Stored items
───
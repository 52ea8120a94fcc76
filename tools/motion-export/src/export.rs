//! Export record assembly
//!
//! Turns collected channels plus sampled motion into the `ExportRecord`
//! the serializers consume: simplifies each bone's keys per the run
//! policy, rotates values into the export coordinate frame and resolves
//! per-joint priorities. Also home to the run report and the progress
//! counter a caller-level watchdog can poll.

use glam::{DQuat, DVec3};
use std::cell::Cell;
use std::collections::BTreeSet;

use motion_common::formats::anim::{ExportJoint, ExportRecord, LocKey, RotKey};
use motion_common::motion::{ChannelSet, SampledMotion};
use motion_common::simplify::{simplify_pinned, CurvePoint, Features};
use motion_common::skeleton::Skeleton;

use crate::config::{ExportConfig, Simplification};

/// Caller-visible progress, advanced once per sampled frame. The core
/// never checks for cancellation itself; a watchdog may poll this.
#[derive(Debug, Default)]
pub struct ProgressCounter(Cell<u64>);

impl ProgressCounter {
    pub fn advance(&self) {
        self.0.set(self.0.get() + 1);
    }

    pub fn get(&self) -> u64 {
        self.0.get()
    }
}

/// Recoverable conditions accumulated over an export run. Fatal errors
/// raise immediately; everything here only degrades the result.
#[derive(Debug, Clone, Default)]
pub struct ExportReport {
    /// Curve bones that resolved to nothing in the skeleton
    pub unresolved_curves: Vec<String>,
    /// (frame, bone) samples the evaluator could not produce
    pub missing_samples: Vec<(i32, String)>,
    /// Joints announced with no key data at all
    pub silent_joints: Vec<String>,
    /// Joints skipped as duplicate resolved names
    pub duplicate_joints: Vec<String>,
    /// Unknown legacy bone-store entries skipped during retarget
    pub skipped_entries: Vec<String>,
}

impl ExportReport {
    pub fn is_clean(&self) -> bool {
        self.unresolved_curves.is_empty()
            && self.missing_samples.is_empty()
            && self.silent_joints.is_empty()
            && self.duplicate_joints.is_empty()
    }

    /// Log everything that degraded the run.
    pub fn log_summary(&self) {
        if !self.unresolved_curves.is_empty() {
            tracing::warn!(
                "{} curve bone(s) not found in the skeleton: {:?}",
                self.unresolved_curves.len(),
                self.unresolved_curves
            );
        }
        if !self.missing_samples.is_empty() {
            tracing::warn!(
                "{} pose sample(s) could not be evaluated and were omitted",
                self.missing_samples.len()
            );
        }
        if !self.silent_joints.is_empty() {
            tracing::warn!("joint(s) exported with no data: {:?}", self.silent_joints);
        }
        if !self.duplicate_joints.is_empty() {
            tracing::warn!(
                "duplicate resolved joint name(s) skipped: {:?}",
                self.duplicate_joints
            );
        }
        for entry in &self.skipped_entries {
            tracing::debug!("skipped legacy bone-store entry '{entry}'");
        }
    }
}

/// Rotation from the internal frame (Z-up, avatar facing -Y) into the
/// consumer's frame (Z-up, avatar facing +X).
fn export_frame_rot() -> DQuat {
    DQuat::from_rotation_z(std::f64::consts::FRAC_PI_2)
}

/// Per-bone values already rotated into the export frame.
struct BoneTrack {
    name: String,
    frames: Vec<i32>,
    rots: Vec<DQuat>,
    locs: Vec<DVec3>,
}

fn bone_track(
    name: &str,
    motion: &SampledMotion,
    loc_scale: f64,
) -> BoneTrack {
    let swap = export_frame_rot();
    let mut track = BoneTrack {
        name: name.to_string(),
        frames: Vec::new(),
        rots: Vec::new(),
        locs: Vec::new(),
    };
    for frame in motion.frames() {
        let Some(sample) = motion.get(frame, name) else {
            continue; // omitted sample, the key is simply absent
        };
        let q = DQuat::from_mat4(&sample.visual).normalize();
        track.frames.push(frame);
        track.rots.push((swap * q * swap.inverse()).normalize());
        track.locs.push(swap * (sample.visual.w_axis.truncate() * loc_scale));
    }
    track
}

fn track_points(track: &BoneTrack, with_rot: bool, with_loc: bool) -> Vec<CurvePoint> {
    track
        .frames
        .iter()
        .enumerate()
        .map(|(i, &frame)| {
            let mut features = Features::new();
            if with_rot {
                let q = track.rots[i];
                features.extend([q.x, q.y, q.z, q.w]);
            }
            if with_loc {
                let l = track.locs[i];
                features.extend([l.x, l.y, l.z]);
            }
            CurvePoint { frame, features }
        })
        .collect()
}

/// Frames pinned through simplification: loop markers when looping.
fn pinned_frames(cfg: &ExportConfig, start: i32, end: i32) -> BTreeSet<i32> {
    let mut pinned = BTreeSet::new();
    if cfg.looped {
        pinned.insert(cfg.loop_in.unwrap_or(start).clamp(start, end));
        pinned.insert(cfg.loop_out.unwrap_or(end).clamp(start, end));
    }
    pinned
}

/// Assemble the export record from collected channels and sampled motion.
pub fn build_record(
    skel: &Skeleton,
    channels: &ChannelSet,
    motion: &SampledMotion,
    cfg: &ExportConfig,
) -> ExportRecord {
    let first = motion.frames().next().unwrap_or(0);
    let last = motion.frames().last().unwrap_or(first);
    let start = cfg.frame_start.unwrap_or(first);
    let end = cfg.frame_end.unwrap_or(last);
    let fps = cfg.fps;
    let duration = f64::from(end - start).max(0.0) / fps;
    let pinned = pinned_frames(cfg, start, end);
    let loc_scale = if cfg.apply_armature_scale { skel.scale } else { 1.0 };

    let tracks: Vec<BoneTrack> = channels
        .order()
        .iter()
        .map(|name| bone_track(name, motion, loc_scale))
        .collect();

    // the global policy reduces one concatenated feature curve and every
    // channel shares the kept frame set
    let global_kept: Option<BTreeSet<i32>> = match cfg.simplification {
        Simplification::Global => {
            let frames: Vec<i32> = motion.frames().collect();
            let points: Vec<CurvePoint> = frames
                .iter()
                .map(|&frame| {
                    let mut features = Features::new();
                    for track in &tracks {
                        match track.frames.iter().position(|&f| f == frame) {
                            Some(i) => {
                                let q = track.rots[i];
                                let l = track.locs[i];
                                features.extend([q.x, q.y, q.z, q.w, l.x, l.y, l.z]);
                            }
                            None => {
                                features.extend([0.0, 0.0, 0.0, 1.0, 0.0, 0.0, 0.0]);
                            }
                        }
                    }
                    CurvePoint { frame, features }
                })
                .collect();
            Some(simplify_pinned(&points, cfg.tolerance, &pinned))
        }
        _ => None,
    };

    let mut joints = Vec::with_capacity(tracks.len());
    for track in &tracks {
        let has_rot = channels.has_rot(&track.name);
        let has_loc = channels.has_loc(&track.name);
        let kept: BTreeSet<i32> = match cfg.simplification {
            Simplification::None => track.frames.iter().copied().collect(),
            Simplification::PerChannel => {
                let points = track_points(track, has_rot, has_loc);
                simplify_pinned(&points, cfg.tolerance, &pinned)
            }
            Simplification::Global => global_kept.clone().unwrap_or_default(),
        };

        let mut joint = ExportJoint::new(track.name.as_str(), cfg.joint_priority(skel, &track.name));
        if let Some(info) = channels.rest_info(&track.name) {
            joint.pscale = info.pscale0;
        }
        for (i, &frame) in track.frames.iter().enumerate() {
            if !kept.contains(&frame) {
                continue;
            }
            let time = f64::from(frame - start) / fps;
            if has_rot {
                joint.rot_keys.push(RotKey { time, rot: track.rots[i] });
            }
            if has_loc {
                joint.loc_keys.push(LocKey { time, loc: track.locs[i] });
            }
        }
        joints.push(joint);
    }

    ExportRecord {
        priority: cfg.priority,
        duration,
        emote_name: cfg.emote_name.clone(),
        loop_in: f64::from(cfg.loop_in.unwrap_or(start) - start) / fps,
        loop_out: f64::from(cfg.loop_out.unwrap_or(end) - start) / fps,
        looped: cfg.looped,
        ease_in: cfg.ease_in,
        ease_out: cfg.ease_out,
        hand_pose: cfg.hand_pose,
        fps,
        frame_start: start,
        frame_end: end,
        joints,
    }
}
───
_PROBLEM TO SOLVE_. The lines from the beginning of the records through the line containing "use std::collections::BTreeSet;" should be reproduced exactly. Include nothing else.

_FINAL ANSWER_.
repository 52ea8120a94fcc76
filename tools/motion-export/src/export.rs
//! Export record assembly
//!
//! Turns collected channels plus sampled motion into the `ExportRecord`
//! the serializers consume: simplifies each bone's keys per the run
//! policy, rotates values into the export coordinate frame and resolves
//! per-joint priorities. Also home to the run report and the progress
//! counter a caller-level watchdog can poll.

use glam::{DQuat, DVec3};
use std::cell::Cell;
use std::collections::BTreeSet;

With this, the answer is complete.